--- Data for processing Enclosed Below ---

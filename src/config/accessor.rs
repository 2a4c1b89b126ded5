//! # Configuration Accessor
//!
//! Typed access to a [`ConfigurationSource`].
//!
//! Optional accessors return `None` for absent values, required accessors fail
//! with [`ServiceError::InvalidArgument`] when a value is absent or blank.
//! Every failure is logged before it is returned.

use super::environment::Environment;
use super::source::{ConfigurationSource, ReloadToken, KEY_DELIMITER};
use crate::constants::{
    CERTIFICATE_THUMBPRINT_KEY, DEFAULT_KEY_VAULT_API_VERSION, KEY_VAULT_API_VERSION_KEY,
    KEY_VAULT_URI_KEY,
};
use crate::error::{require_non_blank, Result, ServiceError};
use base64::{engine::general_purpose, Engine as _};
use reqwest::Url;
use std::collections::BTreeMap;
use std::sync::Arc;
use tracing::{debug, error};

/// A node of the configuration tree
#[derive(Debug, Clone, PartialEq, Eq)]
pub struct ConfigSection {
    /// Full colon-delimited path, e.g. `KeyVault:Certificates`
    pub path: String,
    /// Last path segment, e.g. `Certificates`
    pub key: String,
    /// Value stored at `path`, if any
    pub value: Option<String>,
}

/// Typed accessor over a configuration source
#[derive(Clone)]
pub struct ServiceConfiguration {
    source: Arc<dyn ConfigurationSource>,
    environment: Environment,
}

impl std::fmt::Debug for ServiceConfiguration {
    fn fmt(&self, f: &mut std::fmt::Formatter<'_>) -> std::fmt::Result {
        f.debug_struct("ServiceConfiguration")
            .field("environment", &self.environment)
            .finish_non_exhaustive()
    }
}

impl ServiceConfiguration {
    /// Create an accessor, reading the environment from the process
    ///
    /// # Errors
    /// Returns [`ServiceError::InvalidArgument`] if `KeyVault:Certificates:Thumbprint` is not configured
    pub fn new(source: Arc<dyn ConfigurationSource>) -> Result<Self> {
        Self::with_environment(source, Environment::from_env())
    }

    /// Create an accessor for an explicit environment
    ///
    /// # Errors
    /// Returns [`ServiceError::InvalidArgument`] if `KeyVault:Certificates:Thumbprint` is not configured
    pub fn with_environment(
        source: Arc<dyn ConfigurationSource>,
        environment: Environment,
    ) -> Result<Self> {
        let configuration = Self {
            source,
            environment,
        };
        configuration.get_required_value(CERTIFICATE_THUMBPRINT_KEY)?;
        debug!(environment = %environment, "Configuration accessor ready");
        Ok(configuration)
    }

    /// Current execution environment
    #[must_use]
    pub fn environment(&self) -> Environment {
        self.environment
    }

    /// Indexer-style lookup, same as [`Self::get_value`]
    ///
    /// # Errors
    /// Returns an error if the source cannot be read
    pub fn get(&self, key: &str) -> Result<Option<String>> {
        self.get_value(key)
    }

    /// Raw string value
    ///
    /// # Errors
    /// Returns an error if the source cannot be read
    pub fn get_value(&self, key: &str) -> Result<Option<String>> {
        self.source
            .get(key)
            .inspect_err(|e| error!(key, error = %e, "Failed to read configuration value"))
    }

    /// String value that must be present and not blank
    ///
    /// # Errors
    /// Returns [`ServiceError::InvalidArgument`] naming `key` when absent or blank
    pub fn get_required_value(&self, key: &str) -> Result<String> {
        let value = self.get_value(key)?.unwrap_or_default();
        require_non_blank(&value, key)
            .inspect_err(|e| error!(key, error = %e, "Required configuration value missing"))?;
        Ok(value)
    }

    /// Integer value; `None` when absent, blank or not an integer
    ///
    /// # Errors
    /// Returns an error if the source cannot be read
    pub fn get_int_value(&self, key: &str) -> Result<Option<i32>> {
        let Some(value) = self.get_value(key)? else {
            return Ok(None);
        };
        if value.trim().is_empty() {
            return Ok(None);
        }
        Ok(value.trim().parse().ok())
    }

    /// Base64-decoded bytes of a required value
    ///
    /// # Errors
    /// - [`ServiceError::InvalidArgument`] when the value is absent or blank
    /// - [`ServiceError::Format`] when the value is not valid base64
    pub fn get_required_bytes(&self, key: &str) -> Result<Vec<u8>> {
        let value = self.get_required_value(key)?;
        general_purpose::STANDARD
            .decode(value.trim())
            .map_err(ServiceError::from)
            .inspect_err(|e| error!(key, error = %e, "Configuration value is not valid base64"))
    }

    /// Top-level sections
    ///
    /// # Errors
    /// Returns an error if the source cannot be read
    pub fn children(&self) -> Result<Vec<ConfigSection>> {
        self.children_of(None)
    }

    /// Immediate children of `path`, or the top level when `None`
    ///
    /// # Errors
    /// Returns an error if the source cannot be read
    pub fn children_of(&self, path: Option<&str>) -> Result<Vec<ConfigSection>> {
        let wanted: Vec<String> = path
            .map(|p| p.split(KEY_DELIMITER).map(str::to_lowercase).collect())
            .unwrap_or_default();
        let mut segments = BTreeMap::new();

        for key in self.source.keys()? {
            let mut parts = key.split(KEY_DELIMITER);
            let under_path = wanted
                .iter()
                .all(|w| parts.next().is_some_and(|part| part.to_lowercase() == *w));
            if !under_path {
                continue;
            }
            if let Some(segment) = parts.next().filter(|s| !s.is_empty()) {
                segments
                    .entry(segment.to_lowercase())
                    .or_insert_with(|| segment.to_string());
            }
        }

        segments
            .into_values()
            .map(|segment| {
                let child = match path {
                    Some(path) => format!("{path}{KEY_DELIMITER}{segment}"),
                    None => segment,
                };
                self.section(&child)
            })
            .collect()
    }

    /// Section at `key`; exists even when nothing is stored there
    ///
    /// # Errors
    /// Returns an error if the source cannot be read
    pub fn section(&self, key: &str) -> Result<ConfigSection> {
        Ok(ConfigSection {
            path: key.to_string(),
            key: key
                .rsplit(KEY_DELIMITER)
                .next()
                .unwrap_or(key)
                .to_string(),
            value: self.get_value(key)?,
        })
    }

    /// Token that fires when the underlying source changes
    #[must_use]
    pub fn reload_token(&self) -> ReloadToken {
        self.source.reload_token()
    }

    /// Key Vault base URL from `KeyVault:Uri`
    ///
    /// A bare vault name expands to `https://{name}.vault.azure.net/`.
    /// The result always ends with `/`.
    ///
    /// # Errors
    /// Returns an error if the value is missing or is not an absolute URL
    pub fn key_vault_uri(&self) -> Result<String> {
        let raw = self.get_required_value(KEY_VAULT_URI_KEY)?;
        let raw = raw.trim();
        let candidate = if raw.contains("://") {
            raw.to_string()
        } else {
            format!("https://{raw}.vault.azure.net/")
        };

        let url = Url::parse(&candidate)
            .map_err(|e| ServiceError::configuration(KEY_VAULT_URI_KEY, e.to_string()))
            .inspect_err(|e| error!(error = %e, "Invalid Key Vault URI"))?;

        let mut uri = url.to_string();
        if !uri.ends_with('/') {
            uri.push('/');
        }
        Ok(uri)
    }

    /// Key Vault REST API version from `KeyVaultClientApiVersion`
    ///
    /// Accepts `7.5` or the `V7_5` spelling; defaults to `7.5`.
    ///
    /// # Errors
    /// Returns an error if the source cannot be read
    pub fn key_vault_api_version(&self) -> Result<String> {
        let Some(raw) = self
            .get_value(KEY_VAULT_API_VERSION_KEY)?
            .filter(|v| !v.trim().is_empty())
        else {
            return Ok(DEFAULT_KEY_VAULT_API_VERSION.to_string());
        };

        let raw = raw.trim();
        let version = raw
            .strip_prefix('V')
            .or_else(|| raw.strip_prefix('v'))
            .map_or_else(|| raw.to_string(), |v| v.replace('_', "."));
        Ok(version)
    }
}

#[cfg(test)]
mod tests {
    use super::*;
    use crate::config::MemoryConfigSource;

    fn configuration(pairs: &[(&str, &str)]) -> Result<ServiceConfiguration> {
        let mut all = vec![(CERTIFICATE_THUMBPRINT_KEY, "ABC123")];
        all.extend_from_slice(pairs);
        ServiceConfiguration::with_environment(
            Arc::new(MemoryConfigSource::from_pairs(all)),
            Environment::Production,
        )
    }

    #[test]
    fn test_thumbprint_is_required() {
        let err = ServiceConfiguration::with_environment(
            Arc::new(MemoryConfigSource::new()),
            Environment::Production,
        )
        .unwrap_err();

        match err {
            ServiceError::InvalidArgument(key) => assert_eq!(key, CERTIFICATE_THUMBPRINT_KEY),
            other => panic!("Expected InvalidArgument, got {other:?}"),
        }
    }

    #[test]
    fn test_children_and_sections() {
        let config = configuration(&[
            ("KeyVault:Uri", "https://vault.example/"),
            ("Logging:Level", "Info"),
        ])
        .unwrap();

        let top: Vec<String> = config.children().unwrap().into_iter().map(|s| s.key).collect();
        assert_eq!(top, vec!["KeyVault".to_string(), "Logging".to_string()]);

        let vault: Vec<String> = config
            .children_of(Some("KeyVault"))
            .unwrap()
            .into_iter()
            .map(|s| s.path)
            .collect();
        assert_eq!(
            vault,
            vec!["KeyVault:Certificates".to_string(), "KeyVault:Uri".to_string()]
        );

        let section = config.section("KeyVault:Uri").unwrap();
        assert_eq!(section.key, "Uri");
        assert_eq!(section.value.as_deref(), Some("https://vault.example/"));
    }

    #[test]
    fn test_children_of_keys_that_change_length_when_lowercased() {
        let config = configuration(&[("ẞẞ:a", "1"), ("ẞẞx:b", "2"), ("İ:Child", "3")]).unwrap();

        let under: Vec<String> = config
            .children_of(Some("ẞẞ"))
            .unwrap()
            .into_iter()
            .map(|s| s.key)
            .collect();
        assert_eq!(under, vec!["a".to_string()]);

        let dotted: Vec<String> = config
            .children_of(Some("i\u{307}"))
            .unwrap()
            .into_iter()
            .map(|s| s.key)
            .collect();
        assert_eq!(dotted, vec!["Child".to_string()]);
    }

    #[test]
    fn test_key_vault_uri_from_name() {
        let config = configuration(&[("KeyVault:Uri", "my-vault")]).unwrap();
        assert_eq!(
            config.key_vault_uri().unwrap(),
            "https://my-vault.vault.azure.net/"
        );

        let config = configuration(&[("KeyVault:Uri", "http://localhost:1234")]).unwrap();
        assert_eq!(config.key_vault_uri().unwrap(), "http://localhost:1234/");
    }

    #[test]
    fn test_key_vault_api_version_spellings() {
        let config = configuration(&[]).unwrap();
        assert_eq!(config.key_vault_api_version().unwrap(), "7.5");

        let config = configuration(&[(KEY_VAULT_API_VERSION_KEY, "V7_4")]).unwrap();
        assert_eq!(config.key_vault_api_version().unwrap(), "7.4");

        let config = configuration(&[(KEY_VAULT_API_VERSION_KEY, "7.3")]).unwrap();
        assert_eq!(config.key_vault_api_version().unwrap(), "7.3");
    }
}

--- End of Enclosed Data for processing ---

▸ Task prompt
Wherever the string "super" appears in the entries above, list that line.

▸ Response below
use super::environment::Environment;
use super::source::{ConfigurationSource, ReloadToken, KEY_DELIMITER};
    use super::*;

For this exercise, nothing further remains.